Prudential Standard FSI 2 (Valuation of Assets, Liabilities and Eligible Own Funds) Flashcards
Key principles when valuing assets and liabilities
- Economic
- Market-Consistent
approach to valuation
Consistent with this, value at the amount for which
(in an arm’s length transaction between knowledgeable and willing parties):
- assets could be exchanged,
- liabilities could be transferred, or settled.
Consistency with IFRS
Assets and liabilities (other than technical provisions) valued in accordance with IFRS will be consistent with an economic valuation approach.

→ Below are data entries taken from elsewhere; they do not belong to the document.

impl MintClient {
    /// Sign in through the browser and attach to the resulting session.
    pub async fn sign_in(
        launcher: &dyn BrowserLauncher,
        codes: &dyn VerificationCodeSource,
        credentials: &Credentials,
        cfg: &AggregatorConfig,
    ) -> Result<Self> {
        let settings = LoginSettings::from(cfg);
        let page = login::sign_in(launcher, codes, credentials, &settings).await?;
        Self::attach(page, &cfg.root_url).await
    }

    /// Build a client on a page that is already signed in.
    /// The page is quit if the session cannot be attached.
    pub async fn attach(page: Box<dyn BrowserPage>, root_url: &str) -> Result<Self> {
        match Self::session_parts(page.as_ref(), root_url).await {
            Ok((http, token)) => Ok(Self {
                page,
                http,
                root_url: root_url.trim_end_matches('/').to_string(),
                token,
                request_id: AtomicU32::new(FIRST_REQUEST_ID),
            }),
            Err(e) => {
                if let Err(quit_err) = page.quit().await {
                    warn!(error = %quit_err, "Failed to quit webdriver");
                }
                Err(e)
            }
        }
    }

    async fn session_parts(page: &dyn BrowserPage, root_url: &str) -> Result<(Client, String)> {
        let user_json = page
            .attribute(USER_DATA_INPUT, "value")
            .await?
            .context("Mint user data input has no value")?;
        let token = parse_user_token(&user_json)?;

        let url = Url::parse(root_url).with_context(|| format!("Invalid Mint URL: {root_url}"))?;
        let jar = Jar::default();
        let cookies = page.cookies().await?;
        debug!(count = cookies.len(), "Copying browser cookies");
        for (name, value) in &cookies {
            jar.add_cookie_str(&format!("{name}={value}"), &url);
        }

        let http = Client::builder()
            .timeout(Duration::from_secs(60))
            .cookie_provider(Arc::new(jar))
            .build()
            .context("Failed to build HTTP client for Mint")?;

        Ok((http, token))
    }

    fn next_request_id(&self) -> String {
        self.request_id.fetch_add(1, Ordering::Relaxed).to_string()
    }

    fn service_url(&self) -> String {
        format!(
            "{}/bundledServiceController.xevent?legacy=false&token={}",
            self.root_url, self.token
        )
    }

    /// Call a bundled service task and return its `response` payload.
    async fn call_service(
        &self,
        service: &str,
        task: &str,
        args: serde_json::Value,
    ) -> Result<serde_json::Value> {
        let req_id = self.next_request_id();
        let input = serde_json::json!([{
            "args": args,
            "id": req_id,
            "service": service,
            "task": task,
        }]);

        debug!(service, task, req_id = %req_id, "Calling Mint service");

        let resp = self
            .http
            .post(self.service_url())
            .header("accept", JSON_ACCEPT)
            .form(&[("input", input.to_string())])
            .send()
            .await
            .with_context(|| format!("Mint {service}/{task} request failed"))?;

        if !resp.status().is_success() {
            let status = resp.status();
            anyhow::bail!(TrackerError::Aggregator(format!(
                "{service}/{task} returned HTTP {status}"
            )));
        }

        let body = resp.text().await.context("Failed to read Mint response")?;
        Ok(extract_service_response(&body, &req_id)?)
    }

    /// Ask Mint to refresh every linked institution.
    pub async fn initiate_account_refresh(&self) -> Result<()> {
        info!("Refreshing aggregator account details");
        self.http
            .post(format!("{}/refreshFILogins.xevent", self.root_url))
            .header("accept", JSON_ACCEPT)
            .form(&[("token", self.token.as_str())])
            .send()
            .await
            .context("Mint account refresh request failed")?;
        Ok(())
    }

    /// All accounts of every type, sorted the way Mint sorts them.
    pub async fn get_accounts(&self) -> Result<Vec<AggregatorAccount>> {
        let payload = self
            .call_service(
                "MintAccountService",
                "getAccountsSorted",
                serde_json::json!({ "types": ACCOUNT_TYPES }),
            )
            .await?;

        let accounts: Vec<AggregatorAccount> =
            serde_json::from_value(payload).context("Failed to parse Mint account data")?;

        for account in &accounts {
            let dates: Vec<String> = account
                .dates()
                .iter()
                .map(|(k, v)| format!("{k}={}", shaping::format_datetime(v, shaping::DateFormat::Excel)))
                .collect();
            debug!(account = %account.label(), dates = ?dates, "Account");
        }

        info!(count = accounts.len(), "Fetched aggregator accounts");
        Ok(accounts)
    }

    /// Every category name, parents and children alike.
    pub async fn get_categories(&self) -> Result<Vec<String>> {
        let payload = self
            .call_service(
                "MintCategoryService",
                "getCategoryTreeDto2",
                serde_json::json!({
                    "excludedCategories": [],
                    "sortByPrecedence": false,
                    "categoryTypeFilter": "FREE",
                }),
            )
            .await?;

        let names = parse_categories(payload)?;
        info!(count = names.len(), "Fetched aggregator categories");
        Ok(names)
    }

    /// Set a user property. This changes what the web UI shows too.
    pub async fn set_user_property(&self, name: &str, value: &str) -> Result<()> {
        self.call_service(
            "MintUserService",
            "setUserProperty",
            serde_json::json!({ "propertyName": name, "propertyValue": value }),
        )
        .await
        .with_context(|| format!("Could not set user property {name}"))?;
        Ok(())
    }

    /// Raw transactions, newest first.
    ///
    /// Mint returns one page at a time; pages are requested until an empty
    /// one, or until a page reaches back past `start_date`.
    pub async fn get_transactions(&self, query: &TransactionQuery) -> Result<Vec<Transaction>> {
        // Global user setting; affects the web UI as well.
        self.set_user_property("hide_duplicates", if query.skip_duplicates { "T" } else { "F" })
            .await?;

        let year = shaping_year();
        let mut all = Vec::new();
        let mut offset = 0usize;

        loop {
            let url = transactions_url(&self.root_url, offset, &random_token(), query.include_investment);
            let page = self.fetch_transaction_page(&url).await?;
            if page.is_empty() {
                break;
            }
            let fetched = page.len();

            if let Some(start) = query.start_date {
                let (kept, reached_start) = trim_to_start(page, start, year)?;
                all.extend(kept);
                if reached_start {
                    break;
                }
            } else {
                all.extend(page);
            }

            offset += fetched;
            debug!(offset, total = all.len(), "Fetched transaction page");
        }

        info!(count = all.len(), "Fetched aggregator transactions");
        Ok(all)
    }

    async fn fetch_transaction_page(&self, url: &str) -> Result<Vec<Transaction>> {
        let resp = self
            .http
            .get(url)
            .header("accept", JSON_ACCEPT)
            .send()
            .await
            .context("Mint transaction request failed")?;

        if !resp.status().is_success() {
            let status = resp.status();
            anyhow::bail!(TrackerError::Aggregator(format!(
                "Error requesting transactions, status = {status}"
            )));
        }

        let content_type = resp
            .headers()
            .get(reqwest::header::CONTENT_TYPE)
            .and_then(|v| v.to_str().ok())
            .unwrap_or_default()
            .to_string();
        if !is_json_content_type(&content_type) {
            anyhow::bail!(TrackerError::Aggregator(format!(
                "Unexpected transaction content type {content_type:?}"
            )));
        }

        let feed: TransactionFeed = resp
            .json()
            .await
            .context("Failed to parse Mint transaction feed")?;

        Ok(feed.set.into_iter().next().map(|s| s.data).unwrap_or_default())
    }

    /// Transactions with parsed dates and signed amounts.
    pub async fn get_detailed_transactions(
        &self,
        query: &TransactionQuery,
    ) -> Result<Vec<ShapedTransaction>> {
        let raw = self.get_transactions(query).await?;
        Ok(shape_all(&raw, Utc::now().date_naive(), query.remove_pending)?)
    }

    /// Log out and end the browser session.
    pub async fn close(&self) -> Result<()> {
        info!("Logging out");
        let logout = async {
            self.page.set_implicit_wait(Duration::from_secs(1)).await?;
            self.page.click(LOGOUT_LINK).await
        };
        if let Err(e) = logout.await {
            debug!(error = %e, "Logout link unavailable");
        }

        self.page.quit().await?;
        Ok(())
    }
}
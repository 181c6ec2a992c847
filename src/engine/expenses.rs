//! Expenses table.
//!
//! Pivots shaped transactions into one row per day and one column per
//! category, each cell the sum of that day's signed amounts.

use chrono::NaiveDate;
use rust_decimal::Decimal;
use serde_json::Value;
use std::collections::{BTreeMap, BTreeSet};

use crate::aggregator::shaping::sheet_date;
use crate::types::ShapedTransaction;

#[derive(Debug, Clone, Default, PartialEq)]
pub struct ExpenseTable {
    categories: Vec<String>,
    days: BTreeMap<NaiveDate, BTreeMap<String, Decimal>>,
}

impl ExpenseTable {
    /// Build the table; categories and days come out sorted.
    pub fn tabulate(transactions: &[ShapedTransaction]) -> Self {
        let mut categories = BTreeSet::new();
        let mut days: BTreeMap<NaiveDate, BTreeMap<String, Decimal>> = BTreeMap::new();

        for txn in transactions {
            let category = txn.category.to_lowercase();
            *days
                .entry(txn.date)
                .or_default()
                .entry(category.clone())
                .or_default() += txn.amount;
            categories.insert(category);
        }

        Self {
            categories: categories.into_iter().collect(),
            days,
        }
    }

    /// Add columns for known categories with no spending yet.
    pub fn with_categories(mut self, names: &[String]) -> Self {
        let merged: BTreeSet<String> = self
            .categories
            .into_iter()
            .chain(names.iter().map(|n| n.to_lowercase()))
            .collect();
        self.categories = merged.into_iter().collect();
        self
    }

    pub fn len(&self) -> usize {
        self.days.len()
    }

    pub fn is_empty(&self) -> bool {
        self.days.is_empty()
    }

    pub fn categories(&self) -> &[String] {
        &self.categories
    }

    /// Sum for one day and category, zero if nothing was spent.
    pub fn total(&self, day: NaiveDate, category: &str) -> Decimal {
        self.days
            .get(&day)
            .and_then(|c| c.get(&category.to_lowercase()))
            .copied()
            .unwrap_or_default()
    }

    /// `Date` followed by the title-cased category names.
    pub fn header(&self) -> Vec<Value> {
        std::iter::once("Date".to_string())
            .chain(self.categories.iter().map(|c| title_case(c)))
            .map(Value::String)
            .collect()
    }

    pub fn rows(&self) -> Vec<Vec<Value>> {
        self.days
            .iter()
            .map(|(day, sums)| {
                let mut row = vec![Value::String(sheet_date(*day))];
                row.extend(self.categories.iter().map(|c| {
                    let sum = sums.get(c).copied().unwrap_or_default();
                    serde_json::to_value(sum).unwrap_or(Value::Null)
                }));
                row
            })
            .collect()
    }
}

fn title_case(s: &str) -> String {
    s.split(' ')
        .map(|word| {
            let mut chars = word.chars();
            match chars.next() {
                Some(first) => first.to_uppercase().chain(chars).collect(),
                None => String::new(),
            }
        })
        .collect::<Vec<_>>()
        .join(" ")
}
//! Aggregator sign-in.
//!
//! Submits credentials through the browser, then polls the rendered page
//! until the overview URL is reached, answering an email MFA challenge
//! along the way. Page states are recognised by substrings of the HTML,
//! so any markup change on the aggregator side shows up here first.

use anyhow::Result;
use async_trait::async_trait;
use secrecy::{ExposeSecret, SecretString};
use std::path::{Path, PathBuf};
use std::time::Duration;
use tracing::{debug, info, warn};

use crate::browser::{BrowserError, BrowserLauncher, BrowserPage, Selector};
use crate::config::AggregatorConfig;
use crate::types::TrackerError;

// ---------------------------------------------------------------------------
// Page landmarks
// ---------------------------------------------------------------------------

const LOGIN_LINK: Selector = Selector::LinkText("Log In");
const USER_INPUT: Selector = Selector::Id("ius-userid");
const PASSWORD_INPUT: Selector = Selector::Id("ius-password");
const SIGN_IN_BUTTON: Selector = Selector::Id("ius-sign-in-submit-btn");
const MFA_EMAIL_OPTION: Selector = Selector::Id("ius-mfa-option-email");
const MFA_OPTIONS_SUBMIT: Selector = Selector::Id("ius-mfa-options-submit-btn");
const MFA_CODE_INPUT: Selector = Selector::Id("ius-mfa-confirm-code");
const MFA_CODE_SUBMIT: Selector = Selector::Id("ius-mfa-otp-submit-btn");
const TRANSACTIONS_TAB: Selector = Selector::Id("transaction");

const TEXT_LOGIN_FAILED: &str = "Hmm. That didn't work.";
const TEXT_CHECK_EMAIL: &str = "Check your email";
const TEXT_CHALLENGE: &str = "Let's make sure it's you";
const TEXT_SIGNING_IN: &str = "Signing In ...";

pub const EXCEPTION_PAGE: &str = "exceptionpage.html";
pub const UNHANDLED_PAGE: &str = "unhandledheadlesspage.html";

const LOGIN_FORM_WAIT: Duration = Duration::from_secs(20);
const OVERVIEW_WAIT: Duration = Duration::from_secs(60);

// ---------------------------------------------------------------------------
// Inputs
// ---------------------------------------------------------------------------

/// Aggregator login credentials.
#[derive(Debug, Clone)]
pub struct Credentials {
    pub email: String,
    pub password: SecretString,
}

/// Source of the emailed MFA verification code.
#[cfg_attr(test, mockall::automock)]
#[async_trait]
pub trait VerificationCodeSource: Send + Sync {
    async fn latest_code(&self) -> Result<String>;
}

/// Timing and location knobs for the sign-in flow.
#[derive(Debug, Clone)]
pub struct LoginSettings {
    pub home_url: String,
    pub overview_url_prefix: String,
    pub poll_interval: Duration,
    pub email_wait: Duration,
    pub max_polls: Option<u32>,
    pub dump_dir: PathBuf,
}

impl From<&AggregatorConfig> for LoginSettings {
    fn from(cfg: &AggregatorConfig) -> Self {
        Self {
            home_url: cfg.home_url.clone(),
            overview_url_prefix: cfg.overview_url_prefix.clone(),
            poll_interval: cfg.poll_interval(),
            email_wait: cfg.email_wait(),
            max_polls: cfg.max_login_polls,
            dump_dir: cfg.dump_dir.clone(),
        }
    }
}

// ---------------------------------------------------------------------------
// Page classification
// ---------------------------------------------------------------------------

/// What the sign-in page is currently showing.
#[derive(Debug, Clone, Copy, PartialEq, Eq)]
pub enum LoginPage {
    Failed,
    /// The code email was requested and the code form is up.
    AwaitingCode,
    Challenge,
    SigningIn,
    Unrecognized,
}

/// Classify rendered HTML. The code form only counts once the email
/// option has been chosen by us.
pub fn classify_page(source: &str, email_sent: bool) -> LoginPage {
    if source.contains(TEXT_LOGIN_FAILED) {
        LoginPage::Failed
    } else if source.contains(TEXT_CHECK_EMAIL) && email_sent {
        LoginPage::AwaitingCode
    } else if source.contains(TEXT_CHALLENGE) {
        LoginPage::Challenge
    } else if source.contains(TEXT_SIGNING_IN) {
        LoginPage::SigningIn
    } else {
        LoginPage::Unrecognized
    }
}

// ---------------------------------------------------------------------------
// Flow
// ---------------------------------------------------------------------------

/// Open the login form and submit credentials.
pub async fn submit_credentials(
    page: &dyn BrowserPage,
    settings: &LoginSettings,
    credentials: &Credentials,
) -> Result<(), BrowserError> {
    info!(url = %settings.home_url, "Navigating to aggregator");
    page.goto(&settings.home_url).await?;
    page.set_implicit_wait(LOGIN_FORM_WAIT).await?;

    debug!("Clicking Log In");
    page.click(LOGIN_LINK).await?;
    debug!("Sending user");
    page.send_keys(USER_INPUT, &credentials.email).await?;
    debug!("Sending password");
    page.send_keys(PASSWORD_INPUT, credentials.password.expose_secret())
        .await?;
    debug!("Submitting");
    page.click(SIGN_IN_BUTTON).await
}

/// Sign in and return a page sitting on the aggregator overview.
///
/// Sessions whose login form is missing an element are dumped and
/// discarded, and a fresh session is started; this retry is unbounded.
pub async fn sign_in(
    launcher: &dyn BrowserLauncher,
    codes: &dyn VerificationCodeSource,
    credentials: &Credentials,
    settings: &LoginSettings,
) -> Result<Box<dyn BrowserPage>> {
    let page = loop {
        let page = launcher.launch().await?;
        match submit_credentials(page.as_ref(), settings, credentials).await {
            Ok(()) => break page,
            Err(BrowserError::ElementNotFound(target)) => {
                warn!(target = %target, "Login form element missing, restarting session");
                dump_page(page.as_ref(), &settings.dump_dir, EXCEPTION_PAGE).await;
                quit_quietly(page.as_ref()).await;
            }
            Err(e) => {
                quit_quietly(page.as_ref()).await;
                return Err(e.into());
            }
        }
    };

    match await_overview(page.as_ref(), codes, settings).await {
        Ok(()) => Ok(page),
        Err(e) => {
            quit_quietly(page.as_ref()).await;
            Err(e)
        }
    }
}

/// Poll until the overview URL is reached, then wait for the page to load.
async fn await_overview(
    page: &dyn BrowserPage,
    codes: &dyn VerificationCodeSource,
    settings: &LoginSettings,
) -> Result<()> {
    let mut email_sent = false;
    let mut polls: u32 = 0;

    loop {
        let url = page.current_url().await?;
        if url.starts_with(&settings.overview_url_prefix) {
            break;
        }

        if let Some(max) = settings.max_polls {
            if polls >= max {
                return Err(TrackerError::LoginTimedOut(max).into());
            }
        }
        polls += 1;

        let source = page.page_source().await?;
        match classify_page(&source, email_sent) {
            LoginPage::Failed => {
                warn!("Aggregator login failed");
            }
            LoginPage::AwaitingCode => {
                info!(
                    wait_secs = settings.email_wait.as_secs(),
                    "Waiting for verification email"
                );
                tokio::time::sleep(settings.email_wait).await;
                let code = codes.latest_code().await?;
                info!(code = %code, "Got verification code");
                page.send_keys(MFA_CODE_INPUT, &code).await?;
                page.click(MFA_CODE_SUBMIT).await?;
                debug!("Submitted verification code");
            }
            LoginPage::Challenge => {
                info!("MFA challenge presented, choosing email");
                page.click(MFA_EMAIL_OPTION).await?;
                page.click(MFA_OPTIONS_SUBMIT).await?;
                email_sent = true;
            }
            LoginPage::SigningIn => {
                debug!("Signing in...");
            }
            LoginPage::Unrecognized => {
                warn!(url = %url, "Unhandled login page");
                dump_page(page, &settings.dump_dir, UNHANDLED_PAGE).await;
            }
        }

        tokio::time::sleep(settings.poll_interval).await;
    }

    // The overview can take a while to render.
    page.set_implicit_wait(OVERVIEW_WAIT).await?;
    page.find(TRANSACTIONS_TAB).await?;
    info!(polls, "Signed in to aggregator");
    Ok(())
}

/// Save the current page source for later inspection. Failures are logged.
pub async fn dump_page(page: &dyn BrowserPage, dir: &Path, file_name: &str) {
    let path = dir.join(file_name);
    let result = async {
        let source = page.page_source().await?;
        tokio::fs::create_dir_all(dir).await?;
        tokio::fs::write(&path, source).await?;
        anyhow::Ok(())
    }
    .await;

    match result {
        Ok(()) => info!(path = %path.display(), "Saved page source"),
        Err(e) => warn!(path = %path.display(), error = %e, "Failed to save page source"),
    }
}

async fn quit_quietly(page: &dyn BrowserPage) {
    if let Err(e) = page.quit().await {
        warn!(error = %e, "Failed to quit webdriver");
    }
}

// ---------------------------------------------------------------------------
// Tests
// ---------------------------------------------------------------------------
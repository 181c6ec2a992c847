//! Gmail REST integration.
//!
//! Reads the aggregator's MFA verification email and sends alert mail.
//!
//! API docs: https://developers.google.com/gmail/api/reference/rest
//! Base URL: https://gmail.googleapis.com/gmail/v1/users/me

use anyhow::{Context, Result};
use async_trait::async_trait;
use base64::engine::general_purpose::URL_SAFE;
use base64::Engine as _;
use reqwest::Client;
use secrecy::ExposeSecret;
use serde::Deserialize;
use tracing::{debug, info};

use super::credentials::{GoogleAuth, GMAIL_READONLY, GMAIL_SEND};
use crate::aggregator::login::VerificationCodeSource;

const BASE_URL: &str = "https://gmail.googleapis.com/gmail/v1/users/me";
const APP: &str = "mail";

// ---------------------------------------------------------------------------
// API response types
// ---------------------------------------------------------------------------

#[derive(Debug, Deserialize)]
struct MessageList {
    #[serde(default)]
    messages: Vec<MessageRef>,
}

#[derive(Debug, Deserialize)]
struct MessageRef {
    id: String,
}

#[derive(Debug, Deserialize)]
struct RawMessage {
    #[serde(default)]
    snippet: String,
}

// ---------------------------------------------------------------------------
// Mailer
// ---------------------------------------------------------------------------

/// Outgoing mail.
#[cfg_attr(test, mockall::automock)]
#[async_trait]
pub trait Mailer: Send + Sync {
    async fn send_email(&self, to: &str, subject: &str, body: &str) -> Result<()>;
}

// ---------------------------------------------------------------------------
// Client
// ---------------------------------------------------------------------------

pub struct GmailClient {
    http: Client,
    auth: GoogleAuth,
    verification_subject: String,
}

impl GmailClient {
    pub fn new(auth: GoogleAuth, verification_subject: impl Into<String>) -> Result<Self> {
        let http = Client::builder()
            .timeout(std::time::Duration::from_secs(30))
            .build()
            .context("Failed to build HTTP client for Gmail")?;

        Ok(Self {
            http,
            auth,
            verification_subject: verification_subject.into(),
        })
    }

    /// The code from the newest message matching the verification subject.
    pub async fn latest_verification_code(&self) -> Result<String> {
        let token = self.auth.access_token(APP, &[GMAIL_READONLY]).await?;

        let url = format!(
            "{BASE_URL}/messages?q={}",
            urlencoding::encode(&self.verification_subject)
        );
        debug!(subject = %self.verification_subject, "Searching mailbox");

        let resp = self
            .http
            .get(&url)
            .bearer_auth(token.expose_secret())
            .send()
            .await
            .context("Gmail message list request failed")?;

        if !resp.status().is_success() {
            let status = resp.status();
            let body = resp.text().await.unwrap_or_default();
            anyhow::bail!("Gmail message list failed {status}: {body}");
        }

        let list: MessageList = resp
            .json()
            .await
            .context("Failed to parse Gmail message list")?;
        let newest = list
            .messages
            .first()
            .context("No verification email found")?;

        let resp = self
            .http
            .get(format!("{BASE_URL}/messages/{}?format=raw", newest.id))
            .bearer_auth(token.expose_secret())
            .send()
            .await
            .context("Gmail message request failed")?;

        if !resp.status().is_success() {
            let status = resp.status();
            let body = resp.text().await.unwrap_or_default();
            anyhow::bail!("Gmail message fetch failed {status}: {body}");
        }

        let message: RawMessage = resp
            .json()
            .await
            .context("Failed to parse Gmail message")?;

        extract_verification_code(&message.snippet)
            .with_context(|| format!("No verification code in snippet: {}", message.snippet))
    }
}

#[async_trait]
impl VerificationCodeSource for GmailClient {
    async fn latest_code(&self) -> Result<String> {
        self.latest_verification_code().await
    }
}

#[async_trait]
impl Mailer for GmailClient {
    async fn send_email(&self, to: &str, subject: &str, body: &str) -> Result<()> {
        let token = self.auth.access_token(APP, &[GMAIL_SEND]).await?;
        let payload = serde_json::json!({ "raw": build_raw_message(to, subject, body) });

        let resp = self
            .http
            .post(format!("{BASE_URL}/messages/send"))
            .bearer_auth(token.expose_secret())
            .json(&payload)
            .send()
            .await
            .context("Gmail send request failed")?;

        if !resp.status().is_success() {
            let status = resp.status();
            let body = resp.text().await.unwrap_or_default();
            anyhow::bail!("Gmail send failed {status}: {body}");
        }

        info!(to, subject, "Email sent");
        Ok(())
    }
}

// ---------------------------------------------------------------------------
// Helpers
// ---------------------------------------------------------------------------

/// Snippets read like `"Your verification code: 123456 ..."`.
pub fn extract_verification_code(snippet: &str) -> Option<String> {
    let after = snippet.split(": ").nth(1)?;
    let code = after.split(' ').next()?.trim();
    (!code.is_empty()).then(|| code.to_string())
}

/// Plain-text message, base64url encoded for the `raw` field.
/// No `From` header: Gmail fills it in, and a mismatched one gets flagged.
pub fn build_raw_message(to: &str, subject: &str, body: &str) -> String {
    let message = format!(
        "Content-Type: text/plain; charset=\"utf-8\"\r\n\
         MIME-Version: 1.0\r\n\
         Content-Transfer-Encoding: 8bit\r\n\
         to: {to}\r\n\
         subject: {subject}\r\n\
         \r\n\
         {body}"
    );
    URL_SAFE.encode(message.as_bytes())
}

// ---------------------------------------------------------------------------
// Tests
// ---------------------------------------------------------------------------
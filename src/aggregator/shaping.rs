//! Pure data-shaping helpers for aggregator records.

use chrono::{DateTime, Datelike, NaiveDate, TimeZone, Utc};
use regex::Regex;
use rust_decimal::Decimal;
use std::str::FromStr;
use std::sync::OnceLock;

use crate::types::{ShapedTransaction, Transaction, TrackerError};

/// Output formats for account date fields.
#[derive(Debug, Clone, Copy, PartialEq, Eq)]
pub enum DateFormat {
    Date,
    Iso8601,
    Excel,
}

impl DateFormat {
    fn pattern(self) -> &'static str {
        match self {
            DateFormat::Date => "%Y-%m-%d",
            DateFormat::Iso8601 => "%Y-%m-%dT%H:%M:%SZ",
            DateFormat::Excel => "%Y-%m-%d %H:%M:%S",
        }
    }
}

/// Convert a JavaScript millisecond timestamp to `DateTime<Utc>`.
pub fn millis_to_datetime(ms: i64) -> Option<DateTime<Utc>> {
    Utc.timestamp_millis_opt(ms).single()
}

pub fn format_datetime(dt: &DateTime<Utc>, format: DateFormat) -> String {
    dt.format(format.pattern()).to_string()
}

/// Date cell for the spreadsheet: `M/D/YYYY`, no zero padding.
pub fn sheet_date(date: NaiveDate) -> String {
    date.format("%-m/%-d/%Y").to_string()
}

/// Parse a transaction date.
///
/// Current-year transactions come as `"Oct 5"` and take `current_year`;
/// older ones come as `"10/05/18"`.
pub fn parse_transaction_date(raw: &str, current_year: i32) -> Option<NaiveDate> {
    let with_year = format!("{} {current_year}", raw.trim());
    NaiveDate::parse_from_str(&with_year, "%b %d %Y")
        .or_else(|_| NaiveDate::parse_from_str(raw.trim(), "%m/%d/%y"))
        .ok()
}

fn ignored_chars() -> &'static Regex {
    static RE: OnceLock<Regex> = OnceLock::new();
    RE.get_or_init(|| Regex::new(r"[$,%]").expect("static regex"))
}

/// Parse a currency or percentage string, ignoring `$`, `,` and `%`.
pub fn parse_money(raw: &str) -> Option<Decimal> {
    let cleaned = ignored_chars().replace_all(raw.trim(), "");
    Decimal::from_str(&cleaned).ok()
}

/// Signed amount: debits are positive, credits negative.
pub fn signed_amount(raw: &str, is_debit: bool) -> Result<Decimal, TrackerError> {
    let amount = parse_money(raw).ok_or_else(|| TrackerError::InvalidAmount(raw.to_string()))?;
    Ok(if is_debit { amount } else { -amount })
}

/// Parse and sign a raw transaction. `today` supplies the implied year.
pub fn shape_transaction(
    txn: &Transaction,
    today: NaiveDate,
) -> Result<ShapedTransaction, TrackerError> {
    // The feed leaves the year off using the ISO calendar year.
    let year = today.iso_week().year();
    let date = parse_transaction_date(&txn.odate, year)
        .ok_or_else(|| TrackerError::Aggregator(format!("Unparseable date: {}", txn.odate)))?;

    Ok(ShapedTransaction {
        date,
        amount: signed_amount(&txn.amount, txn.is_debit)?,
        category: txn.category.clone(),
        merchant: txn.merchant.clone(),
        is_pending: txn.is_pending,
    })
}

Insurers should use the values under IFRS for financial soundness purposes, unless otherwise specified by the Prudential Authority or in the Financial Soundness Standards for insurers.
In instances where valuation under IFRS can result in either a fair value, or another value,
which method should be used?
fair value
Hierarchy of Valuation Approaches
- Insurers should use a mark-to-market approach to measure the economic value of assets & liabilities.
- Where a mark-to-market approach is not possible, a mark-to-model approach should be used.
Mark-to-market approach
Use readily available prices in orderly transactions that are sourced independently (quoted market prices in active markets).
Mark-to-model approach
Relies on - benchmarking, - extrapolation, or - other modelling of other market inputs to derive valuations.
Insurers should maximise the use of relevant observable market inputs.